> _WHAT THE TASK ASKS_: Below is a listing. Quote from it, exactly, the lines from the one containing "filename crates/agpulse-cli/src/handlers/snapshot.rs" down to the one containing "filename crates/agpulse-providers/src/gemini/discovery.rs", both ends included, and nothing else.

>>>>

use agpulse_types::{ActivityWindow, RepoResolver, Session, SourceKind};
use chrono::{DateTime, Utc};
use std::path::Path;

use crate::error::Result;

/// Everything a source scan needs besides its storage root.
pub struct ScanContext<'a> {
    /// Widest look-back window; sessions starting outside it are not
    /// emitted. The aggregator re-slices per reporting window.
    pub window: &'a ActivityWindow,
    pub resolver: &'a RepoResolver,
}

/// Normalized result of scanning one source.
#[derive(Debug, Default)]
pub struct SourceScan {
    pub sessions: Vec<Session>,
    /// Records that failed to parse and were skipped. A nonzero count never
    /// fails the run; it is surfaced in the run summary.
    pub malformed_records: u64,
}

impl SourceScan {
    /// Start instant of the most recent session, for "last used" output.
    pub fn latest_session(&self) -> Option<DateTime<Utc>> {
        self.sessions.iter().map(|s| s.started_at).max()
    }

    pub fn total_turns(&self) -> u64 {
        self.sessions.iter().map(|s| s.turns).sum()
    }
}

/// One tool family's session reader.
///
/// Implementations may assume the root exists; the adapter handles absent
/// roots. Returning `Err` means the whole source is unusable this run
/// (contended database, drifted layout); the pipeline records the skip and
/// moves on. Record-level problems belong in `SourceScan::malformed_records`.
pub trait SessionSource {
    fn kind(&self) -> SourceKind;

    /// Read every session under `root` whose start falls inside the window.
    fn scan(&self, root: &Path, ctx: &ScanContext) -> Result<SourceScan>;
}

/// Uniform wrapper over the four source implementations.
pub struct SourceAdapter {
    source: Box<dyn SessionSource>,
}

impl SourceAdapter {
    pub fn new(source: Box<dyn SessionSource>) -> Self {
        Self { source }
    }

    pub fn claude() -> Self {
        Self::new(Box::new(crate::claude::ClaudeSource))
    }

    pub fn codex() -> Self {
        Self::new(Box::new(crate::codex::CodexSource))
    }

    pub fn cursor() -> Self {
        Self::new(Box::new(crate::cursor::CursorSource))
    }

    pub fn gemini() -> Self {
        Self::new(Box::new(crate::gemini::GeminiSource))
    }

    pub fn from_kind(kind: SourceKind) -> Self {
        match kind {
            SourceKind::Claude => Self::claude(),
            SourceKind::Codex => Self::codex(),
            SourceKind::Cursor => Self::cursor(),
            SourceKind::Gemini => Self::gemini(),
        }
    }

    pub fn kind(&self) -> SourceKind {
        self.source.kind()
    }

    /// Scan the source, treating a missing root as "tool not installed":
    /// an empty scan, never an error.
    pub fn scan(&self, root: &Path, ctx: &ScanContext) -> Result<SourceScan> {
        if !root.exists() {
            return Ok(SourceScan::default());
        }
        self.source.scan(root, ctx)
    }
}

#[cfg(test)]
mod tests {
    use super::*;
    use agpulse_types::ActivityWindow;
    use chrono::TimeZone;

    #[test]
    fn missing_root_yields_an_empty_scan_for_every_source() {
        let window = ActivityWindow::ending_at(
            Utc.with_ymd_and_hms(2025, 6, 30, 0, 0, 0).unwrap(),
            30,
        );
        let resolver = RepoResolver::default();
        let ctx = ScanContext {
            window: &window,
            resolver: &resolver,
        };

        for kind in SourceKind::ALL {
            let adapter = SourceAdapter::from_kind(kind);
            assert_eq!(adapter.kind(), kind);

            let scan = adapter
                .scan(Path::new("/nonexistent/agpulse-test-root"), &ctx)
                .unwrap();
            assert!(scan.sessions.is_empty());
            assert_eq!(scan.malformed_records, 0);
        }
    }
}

<<<<
>>>>

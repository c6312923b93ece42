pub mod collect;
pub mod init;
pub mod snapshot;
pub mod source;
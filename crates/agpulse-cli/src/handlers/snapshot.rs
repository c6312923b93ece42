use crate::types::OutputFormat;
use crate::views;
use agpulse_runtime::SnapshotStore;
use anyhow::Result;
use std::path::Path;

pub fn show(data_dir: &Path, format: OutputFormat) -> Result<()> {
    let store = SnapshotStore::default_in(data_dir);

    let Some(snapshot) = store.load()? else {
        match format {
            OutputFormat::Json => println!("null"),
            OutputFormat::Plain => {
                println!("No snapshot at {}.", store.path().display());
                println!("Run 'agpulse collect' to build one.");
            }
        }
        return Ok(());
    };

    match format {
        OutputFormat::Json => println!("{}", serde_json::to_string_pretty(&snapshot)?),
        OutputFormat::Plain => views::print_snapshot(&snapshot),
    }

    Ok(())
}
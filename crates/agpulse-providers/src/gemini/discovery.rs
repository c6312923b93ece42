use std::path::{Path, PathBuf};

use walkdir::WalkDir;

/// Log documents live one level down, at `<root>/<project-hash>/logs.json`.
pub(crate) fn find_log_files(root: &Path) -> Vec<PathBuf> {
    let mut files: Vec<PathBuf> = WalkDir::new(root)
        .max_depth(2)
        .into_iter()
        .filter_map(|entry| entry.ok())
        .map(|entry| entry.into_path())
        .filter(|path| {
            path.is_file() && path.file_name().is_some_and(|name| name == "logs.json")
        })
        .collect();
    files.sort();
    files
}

<<<<
>>>>

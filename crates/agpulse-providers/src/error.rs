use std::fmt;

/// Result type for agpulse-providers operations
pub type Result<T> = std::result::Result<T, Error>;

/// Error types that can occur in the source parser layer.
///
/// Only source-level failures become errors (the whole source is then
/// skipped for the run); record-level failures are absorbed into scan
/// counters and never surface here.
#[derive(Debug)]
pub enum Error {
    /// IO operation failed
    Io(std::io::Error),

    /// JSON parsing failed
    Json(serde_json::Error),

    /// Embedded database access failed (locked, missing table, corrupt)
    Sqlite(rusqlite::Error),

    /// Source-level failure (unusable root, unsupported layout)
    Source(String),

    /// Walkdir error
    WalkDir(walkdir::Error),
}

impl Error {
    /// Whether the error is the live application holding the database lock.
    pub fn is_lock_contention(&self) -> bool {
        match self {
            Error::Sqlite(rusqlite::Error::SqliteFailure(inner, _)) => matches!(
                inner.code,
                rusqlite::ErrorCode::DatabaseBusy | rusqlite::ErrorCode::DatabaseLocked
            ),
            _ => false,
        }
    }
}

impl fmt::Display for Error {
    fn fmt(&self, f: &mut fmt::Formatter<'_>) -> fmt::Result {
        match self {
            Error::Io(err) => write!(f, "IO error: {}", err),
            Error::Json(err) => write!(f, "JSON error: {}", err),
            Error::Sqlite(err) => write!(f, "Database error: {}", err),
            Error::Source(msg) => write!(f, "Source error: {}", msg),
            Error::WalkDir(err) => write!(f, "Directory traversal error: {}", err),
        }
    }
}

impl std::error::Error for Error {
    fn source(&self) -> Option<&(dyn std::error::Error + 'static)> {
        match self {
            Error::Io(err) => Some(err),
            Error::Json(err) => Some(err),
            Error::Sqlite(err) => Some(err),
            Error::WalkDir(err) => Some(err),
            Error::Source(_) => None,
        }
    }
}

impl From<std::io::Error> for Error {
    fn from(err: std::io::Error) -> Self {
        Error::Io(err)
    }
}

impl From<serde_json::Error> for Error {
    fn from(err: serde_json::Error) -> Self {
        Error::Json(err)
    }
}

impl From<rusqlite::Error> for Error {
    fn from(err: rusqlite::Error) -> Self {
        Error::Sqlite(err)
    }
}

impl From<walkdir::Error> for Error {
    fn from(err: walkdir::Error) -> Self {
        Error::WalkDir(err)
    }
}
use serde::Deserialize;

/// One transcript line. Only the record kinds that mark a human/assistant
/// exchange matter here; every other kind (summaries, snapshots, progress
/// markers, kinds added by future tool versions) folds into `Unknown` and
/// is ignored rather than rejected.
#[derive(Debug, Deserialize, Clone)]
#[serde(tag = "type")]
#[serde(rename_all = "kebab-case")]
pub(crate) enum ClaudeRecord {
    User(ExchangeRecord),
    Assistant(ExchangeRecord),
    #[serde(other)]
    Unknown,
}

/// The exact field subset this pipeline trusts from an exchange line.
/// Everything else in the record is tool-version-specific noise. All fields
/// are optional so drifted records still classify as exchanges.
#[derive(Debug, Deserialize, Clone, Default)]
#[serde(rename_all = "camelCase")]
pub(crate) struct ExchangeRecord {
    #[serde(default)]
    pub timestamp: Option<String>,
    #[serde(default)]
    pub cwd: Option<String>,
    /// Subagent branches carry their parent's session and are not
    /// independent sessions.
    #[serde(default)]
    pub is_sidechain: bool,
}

<<<<

> _ANSWER SPACE_:
filename crates/agpulse-cli/src/handlers/snapshot.rs
repository c6312923b93ece42
use crate::types::OutputFormat;
use crate::views;
use agpulse_runtime::SnapshotStore;
use anyhow::Result;
use std::path::Path;

pub fn show(data_dir: &Path, format: OutputFormat) -> Result<()> {
    let store = SnapshotStore::default_in(data_dir);

    let Some(snapshot) = store.load()? else {
        match format {
            OutputFormat::Json => println!("null"),
            OutputFormat::Plain => {
                println!("No snapshot at {}.", store.path().display());
                println!("Run 'agpulse collect' to build one.");
            }
        }
        return Ok(());
    };

    match format {
        OutputFormat::Json => println!("{}", serde_json::to_string_pretty(&snapshot)?),
        OutputFormat::Plain => views::print_snapshot(&snapshot),
    }

    Ok(())
}
filename crates/agpulse-providers/src/gemini/discovery.rs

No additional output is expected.